Depo-Provera 150 ml (1 injection) 1 ml, Medroxyprogesterone acetate
THIS IS THE BRAND MEDICATION FROM PFIZER
Brand names: Depo-Provera
Why is Depo-Provera prescribed?
Depo-Provera Contraceptive Injection is given in the buttock or upper arm to prevent pregnancy. It is more than 99 percent effective; your chances of becoming pregnant during the first year of use are less than 1 in 100. The injection is given every 3 months (13 weeks) by your doctor. Depo-Provera works by preventing the release of hormones called gonadotropins from the pituitary gland in the brain. Without these hormones, the monthly release of an egg from the ovary cannot occur. If no egg is released, pregnancy is impossible. Depo-Provera also causes changes in the lining of the uterus that make pregnancy less likely even if an egg is released.
In higher doses, Depo-Provera is also used in the treatment of certain cancers including cancer of the endometrium (lining of the uterus) and kidney cancer.
Most important fact about Depo-Provera
Because Depo-Provera is a long-acting form of birth control, it will take a while for the effects of your last injection to wear off. In medical studies, only 68 percent of women became pregnant within 12 months after stopping Depo-Provera. However, within 18 months, 93 percent had become pregnant. If you think you will want to get pregnant shortly after you stop using birth control, Depo-Provera may not be the ideal method for you. The amount of time you use Depo-Provera does not affect the delay in becoming pregnant when you stop.
How should you take Depo-Provera?
Depo-Provera is given by a doctor. To make sure you are not pregnant when you receive your first injection, it is given only during the first 5 days after your menstrual period, when it is very unlikely that you could be pregnant. If you are breastfeeding, Depo-Provera is given 6 weeks after childbirth to reduce the infant's exposure to the drug through breast milk. If you are not breastfeeding, it is given within 5 days of childbirth.

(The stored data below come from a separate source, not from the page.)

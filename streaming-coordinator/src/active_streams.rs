//! Persistence for the active-streams set: every `{channel, streamId}` for
//! which a stream-available has been emitted and no stream-closed
//! acknowledged yet. Serialized as one `channel:streamId` line per entry,
//! written atomically (tmp file + rename) by a single writer; concurrent
//! mutations that arrive while a write is in flight are coalesced into one
//! pending snapshot rather than queued individually, so a burst of
//! publishes only costs one extra write at the tail.

use parking_lot::Mutex;
use std::collections::BTreeSet;
use std::path::PathBuf;
use std::sync::Arc;
use tokio::fs;

#[derive(Debug, Clone, PartialEq, Eq, PartialOrd, Ord)]
pub struct ActiveStream {
    pub channel: String,
    pub stream_id: String,
}

impl ActiveStream {
    fn to_line(&self) -> String {
        format!("{}:{}", self.channel, self.stream_id)
    }

    fn parse_line(line: &str) -> Option<ActiveStream> {
        let (channel, stream_id) = line.split_once(':')?;
        if channel.is_empty() || stream_id.is_empty() {
            return None;
        }
        Some(ActiveStream { channel: channel.to_string(), stream_id: stream_id.to_string() })
    }
}

struct WriterState {
    writing: bool,
    pending: Option<BTreeSet<ActiveStream>>,
}

pub struct ActiveStreamStore {
    path: PathBuf,
    set: Mutex<BTreeSet<ActiveStream>>,
    writer: Arc<Mutex<WriterState>>,
}

impl ActiveStreamStore {
    /// Loads the persisted set from `path`, if it exists. Malformed lines
    /// are skipped rather than failing startup.
    pub async fn load(path: PathBuf) -> anyhow::Result<Self> {
        let set = match fs::read_to_string(&path).await {
            Ok(contents) => contents.lines().filter_map(ActiveStream::parse_line).collect(),
            Err(e) if e.kind() == std::io::ErrorKind::NotFound => BTreeSet::new(),
            Err(e) => return Err(e.into()),
        };

        Ok(ActiveStreamStore { path, set: Mutex::new(set), writer: Arc::new(Mutex::new(WriterState { writing: false, pending: None })) })
    }

    pub fn snapshot(&self) -> Vec<ActiveStream> {
        self.set.lock().iter().cloned().collect()
    }

    pub fn contains(&self, entry: &ActiveStream) -> bool {
        self.set.lock().contains(entry)
    }

    pub fn insert(&self, entry: ActiveStream) {
        self.set.lock().insert(entry);
        self.schedule_write();
    }

    pub fn remove(&self, entry: &ActiveStream) {
        self.set.lock().remove(entry);
        self.schedule_write();
    }

    fn schedule_write(&self) {
        let snapshot: BTreeSet<ActiveStream> = self.set.lock().clone();

        let mut writer = self.writer.lock();
        if writer.writing {
            writer.pending = Some(snapshot);
            return;
        }
        writer.writing = true;
        drop(writer);

        let path = self.path.clone();
        let writer_state = self.writer.clone();
        tokio::spawn(async move {
            let mut to_write = snapshot;
            loop {
                if let Err(e) = write_atomically(&path, &to_write).await {
                    tracing::warn!(error = %e, "failed to persist active-streams file");
                }

                let mut guard = writer_state.lock();
                match guard.pending.take() {
                    Some(next) => {
                        to_write = next;
                    }
                    None => {
                        guard.writing = false;
                        break;
                    }
                }
            }
        });
    }
}

async fn write_atomically(path: &std::path::Path, set: &BTreeSet<ActiveStream>) -> anyhow::Result<()> {
    let body: String = set.iter().map(|e| e.to_line()).collect::<Vec<_>>().join("\n");
    let mut tmp = path.as_os_str().to_owned();
    tmp.push(".tmp");
    let tmp = PathBuf::from(tmp);

    if let Some(parent) = path.parent() {
        fs::create_dir_all(parent).await?;
    }
    fs::write(&tmp, body).await?;
    fs::rename(&tmp, path).await?;
    Ok(())
}

#[cfg(test)]
mod tests {
    use super::*;
    use tempfile::tempdir;

    #[tokio::test]
    async fn round_trips_through_the_persisted_file() {
        let dir = tempdir().unwrap();
        let path = dir.path().join("active-streams.txt");

        let store = ActiveStreamStore::load(path.clone()).await.unwrap();
        store.insert(ActiveStream { channel: "ch1".to_string(), stream_id: "s1".to_string() });

        // Give the spawned writer task a chance to run.
        tokio::time::sleep(std::time::Duration::from_millis(50)).await;

        let reloaded = ActiveStreamStore::load(path).await.unwrap();
        assert_eq!(reloaded.snapshot(), vec![ActiveStream { channel: "ch1".to_string(), stream_id: "s1".to_string() }]);
    }

    #[tokio::test]
    async fn missing_file_loads_as_empty() {
        let dir = tempdir().unwrap();
        let store = ActiveStreamStore::load(dir.path().join("nope.txt")).await.unwrap();
        assert!(store.snapshot().is_empty());
    }

    #[test]
    fn malformed_lines_are_skipped() {
        assert_eq!(ActiveStream::parse_line("not-a-valid-line"), None);
        assert_eq!(ActiveStream::parse_line("ch1:s1"), Some(ActiveStream { channel: "ch1".to_string(), stream_id: "s1".to_string() }));
    }
}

Depo-Provera must be taken every 3 months (13 weeks), on schedule. Although the birth-control effects of the drug generally take time to wear off, there is still a possibility of becoming pregnant right away if you miss your scheduled injection.
If you miss a dose...
If you allow more than 13 weeks to elapse before your next injection, your doctor will do a test to make sure you are not pregnant before giving you another injection. Storage instructions...
Depo-Provera is always given at a doctor's office or clinic, never at home.

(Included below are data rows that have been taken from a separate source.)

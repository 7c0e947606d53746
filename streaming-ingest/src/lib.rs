//! WS ingest server (C7-C8): publish/play WebSocket sessions, GOP cache,
//! per-IP admission control, and the control-plane client to the
//! coordinator.

pub mod channel;
pub mod config;
pub mod control_client;
pub mod gop_cache;
pub mod http;
pub mod ip_limit;
pub mod session;
pub mod validation;

use std::sync::atomic::{AtomicU64, Ordering};
use std::sync::Arc;

use crate::channel::ChannelRegistry;
use crate::config::Config;
use crate::control_client::ControlClient;
use crate::ip_limit::IpLimiter;

/// Every WS handler shares this state.
pub struct AppState {
    pub config: Arc<Config>,
    pub registry: Arc<ChannelRegistry>,
    pub control: Arc<ControlClient>,
    pub ip_limiter: Arc<IpLimiter>,
    pub play_whitelist: Option<crate::ip_limit::CidrWhitelist>,
    next_session_id: AtomicU64,
}

impl AppState {
    pub fn new(config: Config) -> Arc<AppState> {
        let play_whitelist = config.play_whitelist.clone();
        let ip_limiter = Arc::new(IpLimiter::new(config.max_ip_concurrent_connections, config.concurrent_limit_whitelist.clone()));
        let config = Arc::new(config);
        let registry = Arc::new(ChannelRegistry::new());
        let control = ControlClient::spawn(config.clone(), registry.clone());

        Arc::new(AppState { config, registry, control, ip_limiter, play_whitelist, next_session_id: AtomicU64::new(1) })
    }

    pub fn next_session_id(&self) -> u64 {
        self.next_session_id.fetch_add(1, Ordering::SeqCst)
    }
}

What side effects may occur?
Side effects cannot be anticipated. If any develop or change in intensity, inform your doctor as soon as possible. Only your doctor can determine if it is safe for you to continue taking Depo-Provera.
By far, the most common side effect of Depo-Provera is unpredictable menstrual bleeding. In fact, most women have some change in their menstrual pattern. For example, when first taking Depo-Provera, it is common to have spotting between menstrual periods, or an increase or decrease in the amount of bleeding when menstrual periods occur. With continued use, many women stop having their menstrual periods altogether.

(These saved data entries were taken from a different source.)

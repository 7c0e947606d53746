//! Stream-id minting: a 16-byte opaque identifier rendered as 32 lowercase
//! hex characters, `[ms-since-epoch: u64 BE | counter: u32 BE | random: 4B]`.
//! The counter is the uniqueness guard within a millisecond bucket;
//! randomness is only a defense against cross-process collisions, not the
//! primary one.

use std::sync::atomic::{AtomicU32, Ordering};
use std::time::{SystemTime, UNIX_EPOCH};

pub struct StreamIdMinter {
    counter: AtomicU32,
}

impl StreamIdMinter {
    pub fn new() -> Self {
        StreamIdMinter { counter: AtomicU32::new(0) }
    }

    /// Mints a new stream id. Must be called while the registry mutex that
    /// owns this minter is held, matching the coordinator's locking
    /// discipline for `GenerateStreamId`.
    pub fn mint(&self) -> String {
        let millis = SystemTime::now().duration_since(UNIX_EPOCH).unwrap_or_default().as_millis() as u64;
        let counter = self.counter.fetch_add(1, Ordering::Relaxed);
        let random: u32 = rand::random();

        let mut bytes = [0u8; 16];
        bytes[0..8].copy_from_slice(&millis.to_be_bytes());
        bytes[8..12].copy_from_slice(&counter.to_be_bytes());
        bytes[12..16].copy_from_slice(&random.to_be_bytes());

        hex::encode(bytes)
    }
}

impl Default for StreamIdMinter {
    fn default() -> Self {
        StreamIdMinter::new()
    }
}

#[cfg(test)]
mod tests {
    use super::*;
    use std::collections::HashSet;

    #[test]
    fn mints_32_char_lowercase_hex() {
        let minter = StreamIdMinter::new();
        let id = minter.mint();
        assert_eq!(id.len(), 32);
        assert!(id.chars().all(|c| c.is_ascii_hexdigit() && !c.is_ascii_uppercase()));
    }

    #[test]
    fn distinct_within_the_same_millisecond() {
        let minter = StreamIdMinter::new();
        let mut seen = HashSet::new();
        for _ in 0..10_000 {
            assert!(seen.insert(minter.mint()));
        }
    }
}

By 12 months (or four injections), 55 percent of women report not having periods, and by 24 months, 68 percent no longer have periods. Going without a menstrual period is not an indication that something is wrong, however.
More common side effects may include:
Abdominal pain or discomfort, dizziness, headache, nervousness, unpredictable menstrual bleeding, weakness or fatigue, weight gain or loss
Why should Depo-Provera not be prescribed?
You should not use Depo-Provera if you know or suspect you are pregnant, or if you have unusual vaginal bleeding that has not been diagnosed by a doctor.
Also avoid Depo-Provera if you know or suspect you have breast cancer, or if you have liver disease.
Do not use this method of birth control if you have thrombophlebitis (inflammation of a vein with development of a blood clot), or have ever had any blood-clotting disorders, such as a stroke, or disease of the blood vessels in the brain.
You should not take Depo-Provera if you have ever had an allergic reaction to it or to any of its ingredients.
Please consult with your doctor before you start on any medical treatment.
IMPORTANT NOTE: The preceding information is intended to heighten awareness of health information and does not suggest diagnosis or treatment. This information is not a substitute for individual medical attention and should not be construed to indicate that use of the drug is safe, appropriate, or effective for you. See your health care professional for medical advice and treatment.